# [GOAL OF THE EXERCISE]
Needed from the data below: all lines that contain the word "listing".

Saved entries:
//! Login, token refresh, identity echo and the login audit listing.
//!
//! Every login call writes exactly one audit row, whatever the outcome.

use axum::{Json, extract::State, http::HeaderMap};
use chrono::Utc;
use sea_orm::{
    ActiveModelTrait, ColumnTrait, EntityTrait, QueryFilter, QueryOrder, QuerySelect, Set,
};
use serde::{Deserialize, Serialize};
use utoipa::ToSchema;

use crate::auth::{extract::CurrentUser, login_outcome, token};
use crate::common::AppState;
use crate::entity::{login_attempts, users};
use crate::error::{AppError, AppResult};

/// Role allowed to read the audit log.
const ROLE_ADMIN: &str = "admin";

/// How many audit rows the listing returns.
const ATTEMPTS_PAGE_SIZE: u64 = 100;

#[derive(Debug, Deserialize, ToSchema)]
pub struct LoginRequest {
    pub email: String,
    pub password: String,
}

#[derive(Debug, Serialize, ToSchema)]
pub struct UserSummary {
    pub id: i32,
    pub email: String,
    pub display_name: String,
    pub role: String,
}

impl From<users::Model> for UserSummary {
    fn from(user: users::Model) -> Self {
        Self {
            id: user.id,
            email: user.email,
            display_name: user.display_name,
            role: user.role,
        }
    }
}

#[derive(Debug, Serialize, ToSchema)]
pub struct LoginResponse {
    pub access_token: String,
    pub refresh_token: String,
    pub token_type: String,
    pub user: UserSummary,
}

/// Log in with email and password
#[utoipa::path(
    post,
    path = "/api/auth/login",
    request_body = LoginRequest,
    responses(
        (status = 200, description = "Tokens and identity summary", body = LoginResponse),
        (status = 401, description = "Invalid credentials"),
    ),
    tag = "auth"
)]
pub async fn login(
    State(state): State<AppState>,
    headers: HeaderMap,
    Json(body): Json<LoginRequest>,
) -> AppResult<Json<LoginResponse>> {
    let user = users::Entity::find()
        .filter(users::Column::Email.eq(body.email.as_str()))
        .one(&state.auth)
        .await?;

    let outcome = login_outcome(user.as_ref(), &body.password);

    let audit = login_attempts::ActiveModel {
        user_id: Set(outcome.user_id),
        email: Set(body.email.clone()),
        success: Set(outcome.success),
        reason: Set(outcome.reason.map(str::to_string)),
        client_ip: Set(extract_client_ip(&headers)),
        attempted_at: Set(Utc::now().into()),
        ..Default::default()
    };
    audit.insert(&state.auth).await?;

    match (outcome.success, user) {
        (true, Some(user)) => {
            let access_token = token::issue_access_token(&user, &state.config)?;
            let refresh_token = token::issue_refresh_token(&user, &state.config)?;
            tracing::info!(user_id = user.id, "Login succeeded");

            Ok(Json(LoginResponse {
                access_token,
                refresh_token,
                token_type: "bearer".to_string(),
                user: UserSummary::from(user),
            }))
        }
        _ => {
            tracing::warn!(email = %body.email, reason = ?outcome.reason, "Login refused");
            Err(AppError::Unauthorized("Invalid credentials".to_string()))
        }
    }
}

#[derive(Debug, Deserialize, ToSchema)]
pub struct RefreshRequest {
    pub refresh_token: String,
}

#[derive(Debug, Serialize, ToSchema)]
pub struct RefreshResponse {
    pub access_token: String,
    pub token_type: String,
}

/// Exchange a refresh token for a new access token
#[utoipa::path(
    post,
    path = "/api/auth/refresh",
    request_body = RefreshRequest,
    responses(
        (status = 200, description = "Fresh access token", body = RefreshResponse),
        (status = 401, description = "Invalid or expired refresh token"),
    ),
    tag = "auth"
)]
pub async fn refresh(
    State(state): State<AppState>,
    Json(body): Json<RefreshRequest>,
) -> AppResult<Json<RefreshResponse>> {
    let claims = token::decode_claims(&body.refresh_token, &state.config)?;

    let user = users::Entity::find_by_id(claims.usrid)
        .one(&state.auth)
        .await?
        .ok_or_else(|| AppError::Unauthorized("Invalid credentials".to_string()))?;

    if !user.is_active {
        return Err(AppError::Unauthorized("Invalid credentials".to_string()));
    }

    let access_token = token::issue_access_token(&user, &state.config)?;
    Ok(Json(RefreshResponse {
        access_token,
        token_type: "bearer".to_string(),
    }))
}

/// Identity behind the presented bearer token
#[utoipa::path(
    get,
    path = "/api/auth/me",
    responses(
        (status = 200, description = "The caller's identity", body = UserSummary),
        (status = 401, description = "Missing or invalid token"),
        (status = 404, description = "Account no longer exists"),
    ),
    tag = "auth"
)]
pub async fn me(
    State(state): State<AppState>,
    user: CurrentUser,
) -> AppResult<Json<UserSummary>> {
    let record = users::Entity::find_by_id(user.id)
        .one(&state.auth)
        .await?
        .ok_or_else(|| AppError::NotFound(format!("User {} not found", user.id)))?;

    Ok(Json(UserSummary::from(record)))
}

#[derive(Debug, Serialize, ToSchema)]
pub struct AttemptResponse {
    pub id: i32,
    pub user_id: Option<i32>,
    pub email: String,
    pub success: bool,
    pub reason: Option<String>,
    pub client_ip: Option<String>,
    pub attempted_at: String,
}

impl From<login_attempts::Model> for AttemptResponse {
    fn from(row: login_attempts::Model) -> Self {
        Self {
            id: row.id,
            user_id: row.user_id,
            email: row.email,
            success: row.success,
            reason: row.reason,
            client_ip: row.client_ip,
            attempted_at: row.attempted_at.to_rfc3339(),
        }
    }
}

/// Recent login attempts, newest first (admin only)
#[utoipa::path(
    get,
    path = "/api/auth/attempts",
    responses(
        (status = 200, description = "Most recent audit rows", body = Vec<AttemptResponse>),
        (status = 401, description = "Missing or invalid token"),
        (status = 403, description = "Caller is not an admin"),
    ),
    tag = "auth"
)]
pub async fn attempts(
    State(state): State<AppState>,
    user: CurrentUser,
) -> AppResult<Json<Vec<AttemptResponse>>> {
    user.require_role(&[ROLE_ADMIN])?;

    let rows = login_attempts::Entity::find()
        .order_by_desc(login_attempts::Column::AttemptedAt)
        .limit(ATTEMPTS_PAGE_SIZE)
        .all(&state.auth)
        .await?;

    Ok(Json(rows.into_iter().map(AttemptResponse::from).collect()))
}

fn extract_client_ip(headers: &HeaderMap) -> Option<String> {
    headers
        .get("x-forwarded-for")
        .and_then(|v| v.to_str().ok())
        .and_then(|v| v.split(',').next())
        .map(|v| v.trim().to_string())
        .or_else(|| {
            headers
                .get("x-real-ip")
                .and_then(|v| v.to_str().ok())
                .map(|v| v.to_string())
        })
}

# [TASK RESPONSE]
//! Login, token refresh, identity echo and the login audit listing.
/// How many audit rows the listing returns.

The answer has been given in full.